**Your task**
Only lines that contain the word "without" are to be returned from the data below.

╭─ Supplied information

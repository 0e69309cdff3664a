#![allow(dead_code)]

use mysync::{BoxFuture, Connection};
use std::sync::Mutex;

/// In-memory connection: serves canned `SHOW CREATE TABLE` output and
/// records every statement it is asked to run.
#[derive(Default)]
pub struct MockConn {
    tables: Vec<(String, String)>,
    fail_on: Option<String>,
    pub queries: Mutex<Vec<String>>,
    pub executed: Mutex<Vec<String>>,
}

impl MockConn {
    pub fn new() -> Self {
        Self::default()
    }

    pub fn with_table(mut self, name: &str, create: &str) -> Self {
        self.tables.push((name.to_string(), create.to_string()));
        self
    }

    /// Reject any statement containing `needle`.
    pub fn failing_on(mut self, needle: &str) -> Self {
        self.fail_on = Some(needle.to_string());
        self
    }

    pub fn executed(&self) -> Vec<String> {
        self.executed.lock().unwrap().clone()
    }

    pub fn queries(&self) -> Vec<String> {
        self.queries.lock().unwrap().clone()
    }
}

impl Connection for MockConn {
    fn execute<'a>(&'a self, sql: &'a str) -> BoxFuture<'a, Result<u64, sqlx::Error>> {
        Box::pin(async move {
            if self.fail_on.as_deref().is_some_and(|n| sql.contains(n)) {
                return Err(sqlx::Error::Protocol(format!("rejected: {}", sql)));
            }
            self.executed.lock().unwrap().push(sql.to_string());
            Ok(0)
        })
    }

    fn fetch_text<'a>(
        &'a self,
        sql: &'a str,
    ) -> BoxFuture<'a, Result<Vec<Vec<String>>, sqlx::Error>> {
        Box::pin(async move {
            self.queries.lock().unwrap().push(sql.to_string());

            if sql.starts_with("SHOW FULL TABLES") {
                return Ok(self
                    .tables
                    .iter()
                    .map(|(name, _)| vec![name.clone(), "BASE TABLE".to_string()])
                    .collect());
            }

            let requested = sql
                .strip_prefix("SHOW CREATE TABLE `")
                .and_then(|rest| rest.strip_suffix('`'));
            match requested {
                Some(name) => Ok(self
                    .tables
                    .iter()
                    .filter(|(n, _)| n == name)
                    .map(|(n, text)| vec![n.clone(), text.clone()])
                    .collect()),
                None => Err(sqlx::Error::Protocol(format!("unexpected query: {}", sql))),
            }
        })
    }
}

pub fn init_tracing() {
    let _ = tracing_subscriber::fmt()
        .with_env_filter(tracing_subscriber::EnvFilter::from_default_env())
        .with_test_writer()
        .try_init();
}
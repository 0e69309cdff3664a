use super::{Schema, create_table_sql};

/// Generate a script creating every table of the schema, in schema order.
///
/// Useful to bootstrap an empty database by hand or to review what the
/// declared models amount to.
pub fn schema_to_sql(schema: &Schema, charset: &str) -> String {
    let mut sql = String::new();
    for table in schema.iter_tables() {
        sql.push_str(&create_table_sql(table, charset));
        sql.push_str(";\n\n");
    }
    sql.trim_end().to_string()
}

╰─
╭─ Supplied information

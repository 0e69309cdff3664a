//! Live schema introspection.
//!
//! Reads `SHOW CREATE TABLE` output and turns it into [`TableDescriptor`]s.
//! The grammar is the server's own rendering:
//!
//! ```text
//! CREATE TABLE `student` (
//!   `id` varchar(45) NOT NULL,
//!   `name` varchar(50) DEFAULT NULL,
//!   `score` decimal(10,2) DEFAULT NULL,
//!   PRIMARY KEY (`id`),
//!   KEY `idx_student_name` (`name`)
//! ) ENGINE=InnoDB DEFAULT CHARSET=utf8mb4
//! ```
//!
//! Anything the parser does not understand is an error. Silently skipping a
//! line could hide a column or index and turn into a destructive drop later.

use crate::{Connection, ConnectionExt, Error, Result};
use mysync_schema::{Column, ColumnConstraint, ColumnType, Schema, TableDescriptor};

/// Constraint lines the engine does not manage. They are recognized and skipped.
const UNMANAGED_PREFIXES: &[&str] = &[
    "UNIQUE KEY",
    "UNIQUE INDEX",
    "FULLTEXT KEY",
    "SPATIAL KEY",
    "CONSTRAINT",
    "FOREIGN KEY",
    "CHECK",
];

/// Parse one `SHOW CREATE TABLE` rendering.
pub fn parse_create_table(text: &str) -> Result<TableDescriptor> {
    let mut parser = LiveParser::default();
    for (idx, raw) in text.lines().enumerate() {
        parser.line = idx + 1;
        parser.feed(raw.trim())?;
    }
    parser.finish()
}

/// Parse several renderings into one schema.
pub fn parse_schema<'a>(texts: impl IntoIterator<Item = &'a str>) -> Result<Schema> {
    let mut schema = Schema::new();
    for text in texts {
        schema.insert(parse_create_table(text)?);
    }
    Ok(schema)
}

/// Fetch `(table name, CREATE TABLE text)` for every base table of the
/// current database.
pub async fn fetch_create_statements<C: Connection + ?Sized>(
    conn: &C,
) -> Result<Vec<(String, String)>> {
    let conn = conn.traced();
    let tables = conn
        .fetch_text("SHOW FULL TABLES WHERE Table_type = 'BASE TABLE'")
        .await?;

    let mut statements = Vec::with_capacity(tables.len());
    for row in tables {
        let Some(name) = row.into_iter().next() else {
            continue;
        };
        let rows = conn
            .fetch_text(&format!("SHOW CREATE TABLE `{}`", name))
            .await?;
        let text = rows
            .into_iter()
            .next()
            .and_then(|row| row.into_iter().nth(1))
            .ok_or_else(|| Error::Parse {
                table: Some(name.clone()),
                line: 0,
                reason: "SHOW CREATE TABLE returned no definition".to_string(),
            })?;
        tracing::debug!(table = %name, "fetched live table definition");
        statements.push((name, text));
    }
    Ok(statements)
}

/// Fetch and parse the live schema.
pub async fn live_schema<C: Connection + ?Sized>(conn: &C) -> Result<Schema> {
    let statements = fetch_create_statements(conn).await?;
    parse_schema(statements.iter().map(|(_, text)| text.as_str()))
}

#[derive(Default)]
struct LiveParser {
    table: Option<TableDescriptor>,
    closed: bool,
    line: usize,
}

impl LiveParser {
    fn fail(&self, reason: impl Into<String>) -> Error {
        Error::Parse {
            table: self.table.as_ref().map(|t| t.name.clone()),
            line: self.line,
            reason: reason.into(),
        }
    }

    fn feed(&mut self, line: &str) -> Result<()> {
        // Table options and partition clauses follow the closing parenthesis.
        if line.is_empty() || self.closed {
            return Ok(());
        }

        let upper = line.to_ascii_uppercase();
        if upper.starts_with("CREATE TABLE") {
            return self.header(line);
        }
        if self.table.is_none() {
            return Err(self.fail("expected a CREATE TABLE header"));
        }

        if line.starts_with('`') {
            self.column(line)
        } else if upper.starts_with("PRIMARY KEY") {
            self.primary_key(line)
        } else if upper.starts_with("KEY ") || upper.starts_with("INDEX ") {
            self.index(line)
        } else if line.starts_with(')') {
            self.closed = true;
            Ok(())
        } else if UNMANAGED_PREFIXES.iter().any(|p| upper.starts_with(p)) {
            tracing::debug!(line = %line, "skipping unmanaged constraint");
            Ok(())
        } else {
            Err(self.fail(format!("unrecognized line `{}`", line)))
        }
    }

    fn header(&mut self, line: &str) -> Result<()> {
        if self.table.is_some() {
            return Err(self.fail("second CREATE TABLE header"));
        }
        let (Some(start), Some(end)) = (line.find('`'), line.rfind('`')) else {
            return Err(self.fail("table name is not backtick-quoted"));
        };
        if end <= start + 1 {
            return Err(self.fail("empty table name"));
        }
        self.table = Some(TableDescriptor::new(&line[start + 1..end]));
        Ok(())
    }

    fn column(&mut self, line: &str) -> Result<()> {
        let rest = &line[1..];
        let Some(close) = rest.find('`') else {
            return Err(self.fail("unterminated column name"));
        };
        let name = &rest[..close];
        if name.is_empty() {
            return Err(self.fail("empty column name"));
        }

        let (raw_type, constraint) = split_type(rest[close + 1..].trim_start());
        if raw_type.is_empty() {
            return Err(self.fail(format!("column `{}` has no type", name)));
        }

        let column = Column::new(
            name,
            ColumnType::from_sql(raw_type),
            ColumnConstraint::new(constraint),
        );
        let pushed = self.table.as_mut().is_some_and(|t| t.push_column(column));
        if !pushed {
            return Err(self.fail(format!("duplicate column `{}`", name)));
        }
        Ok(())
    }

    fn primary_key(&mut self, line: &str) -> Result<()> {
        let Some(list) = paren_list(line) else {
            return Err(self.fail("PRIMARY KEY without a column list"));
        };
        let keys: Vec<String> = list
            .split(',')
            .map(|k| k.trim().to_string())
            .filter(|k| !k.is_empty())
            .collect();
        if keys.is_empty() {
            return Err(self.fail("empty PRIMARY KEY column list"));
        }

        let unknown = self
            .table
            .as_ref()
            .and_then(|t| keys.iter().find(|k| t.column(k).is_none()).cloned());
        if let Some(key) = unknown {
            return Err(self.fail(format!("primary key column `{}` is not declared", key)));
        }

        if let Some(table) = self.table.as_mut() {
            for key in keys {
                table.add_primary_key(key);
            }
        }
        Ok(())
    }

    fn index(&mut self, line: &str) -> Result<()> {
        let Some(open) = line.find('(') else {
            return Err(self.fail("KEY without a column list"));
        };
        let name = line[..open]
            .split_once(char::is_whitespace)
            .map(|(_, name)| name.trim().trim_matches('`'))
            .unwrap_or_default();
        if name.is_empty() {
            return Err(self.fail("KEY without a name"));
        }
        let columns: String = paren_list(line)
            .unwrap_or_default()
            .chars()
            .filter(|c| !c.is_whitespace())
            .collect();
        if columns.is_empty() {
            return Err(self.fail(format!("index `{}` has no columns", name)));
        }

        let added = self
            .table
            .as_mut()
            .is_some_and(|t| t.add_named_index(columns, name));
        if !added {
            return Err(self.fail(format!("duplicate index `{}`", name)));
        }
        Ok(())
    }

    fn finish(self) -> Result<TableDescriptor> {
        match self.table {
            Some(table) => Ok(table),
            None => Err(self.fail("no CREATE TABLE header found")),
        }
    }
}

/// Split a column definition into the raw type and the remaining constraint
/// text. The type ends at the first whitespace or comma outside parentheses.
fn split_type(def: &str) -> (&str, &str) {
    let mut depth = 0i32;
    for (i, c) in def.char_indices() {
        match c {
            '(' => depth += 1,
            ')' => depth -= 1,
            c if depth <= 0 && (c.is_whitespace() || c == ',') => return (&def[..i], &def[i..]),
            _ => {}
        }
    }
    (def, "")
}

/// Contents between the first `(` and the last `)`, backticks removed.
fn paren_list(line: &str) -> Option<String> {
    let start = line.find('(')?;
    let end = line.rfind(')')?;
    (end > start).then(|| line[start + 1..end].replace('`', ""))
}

╰─
╭─ Supplied information

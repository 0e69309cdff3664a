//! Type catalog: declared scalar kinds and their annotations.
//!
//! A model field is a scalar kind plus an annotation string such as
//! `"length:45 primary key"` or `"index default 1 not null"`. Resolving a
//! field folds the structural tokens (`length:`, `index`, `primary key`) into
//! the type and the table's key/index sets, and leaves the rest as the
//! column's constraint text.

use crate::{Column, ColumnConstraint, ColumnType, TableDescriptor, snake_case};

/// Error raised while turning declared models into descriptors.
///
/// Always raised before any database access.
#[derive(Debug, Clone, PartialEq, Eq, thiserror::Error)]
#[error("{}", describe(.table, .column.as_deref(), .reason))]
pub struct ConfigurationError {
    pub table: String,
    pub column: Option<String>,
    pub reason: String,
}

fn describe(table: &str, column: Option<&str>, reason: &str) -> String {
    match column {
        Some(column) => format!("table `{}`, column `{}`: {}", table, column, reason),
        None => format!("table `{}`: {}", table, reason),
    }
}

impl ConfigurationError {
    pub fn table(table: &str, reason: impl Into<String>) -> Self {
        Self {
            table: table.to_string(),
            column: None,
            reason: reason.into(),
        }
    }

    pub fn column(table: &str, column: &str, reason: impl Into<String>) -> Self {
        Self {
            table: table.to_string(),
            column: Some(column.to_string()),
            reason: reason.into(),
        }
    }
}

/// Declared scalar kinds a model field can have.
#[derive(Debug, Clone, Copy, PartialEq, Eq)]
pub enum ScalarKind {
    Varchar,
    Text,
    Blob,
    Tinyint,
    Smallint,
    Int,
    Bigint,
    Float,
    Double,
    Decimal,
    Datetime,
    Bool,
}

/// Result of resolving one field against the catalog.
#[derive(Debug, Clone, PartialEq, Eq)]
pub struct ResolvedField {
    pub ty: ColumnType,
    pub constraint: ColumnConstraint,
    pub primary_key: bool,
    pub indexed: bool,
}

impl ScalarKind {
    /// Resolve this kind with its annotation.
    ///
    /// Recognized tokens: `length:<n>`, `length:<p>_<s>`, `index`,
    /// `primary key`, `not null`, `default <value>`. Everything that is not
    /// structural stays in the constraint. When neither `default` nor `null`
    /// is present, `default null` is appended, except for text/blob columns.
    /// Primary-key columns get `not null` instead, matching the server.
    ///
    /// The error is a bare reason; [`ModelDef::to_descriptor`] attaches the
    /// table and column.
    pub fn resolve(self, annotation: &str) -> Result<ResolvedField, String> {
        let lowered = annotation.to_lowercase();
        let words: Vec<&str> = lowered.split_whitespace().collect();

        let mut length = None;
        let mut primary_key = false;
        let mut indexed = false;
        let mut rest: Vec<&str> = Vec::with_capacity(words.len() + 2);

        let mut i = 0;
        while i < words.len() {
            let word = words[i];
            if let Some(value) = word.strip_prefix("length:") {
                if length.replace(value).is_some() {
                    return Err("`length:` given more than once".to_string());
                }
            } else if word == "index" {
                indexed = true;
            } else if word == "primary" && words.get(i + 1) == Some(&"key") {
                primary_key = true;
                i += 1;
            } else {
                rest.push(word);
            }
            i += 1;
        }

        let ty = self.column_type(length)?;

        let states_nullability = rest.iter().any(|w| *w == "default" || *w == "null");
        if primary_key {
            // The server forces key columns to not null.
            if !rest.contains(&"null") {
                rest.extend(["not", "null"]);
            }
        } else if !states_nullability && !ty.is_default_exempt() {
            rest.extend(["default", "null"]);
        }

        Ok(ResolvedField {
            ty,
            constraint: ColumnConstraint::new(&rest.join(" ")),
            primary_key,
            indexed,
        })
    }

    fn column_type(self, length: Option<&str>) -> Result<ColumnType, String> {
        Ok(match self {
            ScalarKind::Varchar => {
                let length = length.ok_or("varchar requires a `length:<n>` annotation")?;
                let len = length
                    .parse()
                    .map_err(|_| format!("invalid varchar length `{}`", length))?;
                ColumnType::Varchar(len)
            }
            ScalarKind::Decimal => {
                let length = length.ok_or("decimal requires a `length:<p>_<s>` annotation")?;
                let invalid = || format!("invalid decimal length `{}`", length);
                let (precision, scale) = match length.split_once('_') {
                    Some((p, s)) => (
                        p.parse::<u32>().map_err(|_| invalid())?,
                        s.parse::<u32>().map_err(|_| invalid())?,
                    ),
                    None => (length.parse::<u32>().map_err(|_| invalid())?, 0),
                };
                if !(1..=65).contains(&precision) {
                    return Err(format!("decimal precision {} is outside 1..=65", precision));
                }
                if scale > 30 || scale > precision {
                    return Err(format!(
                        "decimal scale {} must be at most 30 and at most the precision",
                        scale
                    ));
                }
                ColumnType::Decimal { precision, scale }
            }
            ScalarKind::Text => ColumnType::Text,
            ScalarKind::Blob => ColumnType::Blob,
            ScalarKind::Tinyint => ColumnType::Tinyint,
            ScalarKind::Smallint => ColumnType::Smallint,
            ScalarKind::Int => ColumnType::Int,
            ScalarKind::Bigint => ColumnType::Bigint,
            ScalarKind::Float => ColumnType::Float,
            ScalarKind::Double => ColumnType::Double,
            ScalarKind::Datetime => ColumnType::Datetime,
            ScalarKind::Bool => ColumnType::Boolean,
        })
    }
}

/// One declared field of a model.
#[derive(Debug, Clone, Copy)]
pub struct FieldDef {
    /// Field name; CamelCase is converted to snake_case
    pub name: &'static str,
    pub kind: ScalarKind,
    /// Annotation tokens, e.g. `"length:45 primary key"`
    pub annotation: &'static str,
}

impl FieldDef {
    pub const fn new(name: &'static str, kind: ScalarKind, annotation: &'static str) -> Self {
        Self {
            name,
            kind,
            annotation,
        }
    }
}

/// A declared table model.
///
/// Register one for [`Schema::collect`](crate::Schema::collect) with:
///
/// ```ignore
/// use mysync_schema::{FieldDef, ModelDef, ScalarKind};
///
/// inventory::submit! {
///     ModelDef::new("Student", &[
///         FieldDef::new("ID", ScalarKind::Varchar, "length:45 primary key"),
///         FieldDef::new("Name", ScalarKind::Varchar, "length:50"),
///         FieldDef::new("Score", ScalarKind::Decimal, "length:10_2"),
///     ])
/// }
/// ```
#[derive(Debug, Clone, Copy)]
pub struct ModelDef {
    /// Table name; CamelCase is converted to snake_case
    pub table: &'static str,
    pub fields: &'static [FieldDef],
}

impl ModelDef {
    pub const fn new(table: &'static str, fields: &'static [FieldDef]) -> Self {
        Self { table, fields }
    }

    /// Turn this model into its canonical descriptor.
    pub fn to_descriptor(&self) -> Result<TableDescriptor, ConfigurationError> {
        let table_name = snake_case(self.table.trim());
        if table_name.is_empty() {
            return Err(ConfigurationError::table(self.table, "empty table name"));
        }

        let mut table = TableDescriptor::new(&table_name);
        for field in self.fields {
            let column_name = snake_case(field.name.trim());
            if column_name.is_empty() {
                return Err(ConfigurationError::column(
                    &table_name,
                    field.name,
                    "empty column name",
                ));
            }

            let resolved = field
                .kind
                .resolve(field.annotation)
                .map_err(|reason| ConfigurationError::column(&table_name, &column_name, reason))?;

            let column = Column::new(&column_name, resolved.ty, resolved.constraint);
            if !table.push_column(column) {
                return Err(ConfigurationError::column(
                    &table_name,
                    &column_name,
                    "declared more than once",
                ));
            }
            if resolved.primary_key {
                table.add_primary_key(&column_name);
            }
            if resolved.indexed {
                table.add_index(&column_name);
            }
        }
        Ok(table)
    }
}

╰─

**Response for this exercise**
            return Err(self.fail("PRIMARY KEY without a column list"));
            return Err(self.fail("KEY without a column list"));
            return Err(self.fail("KEY without a name"));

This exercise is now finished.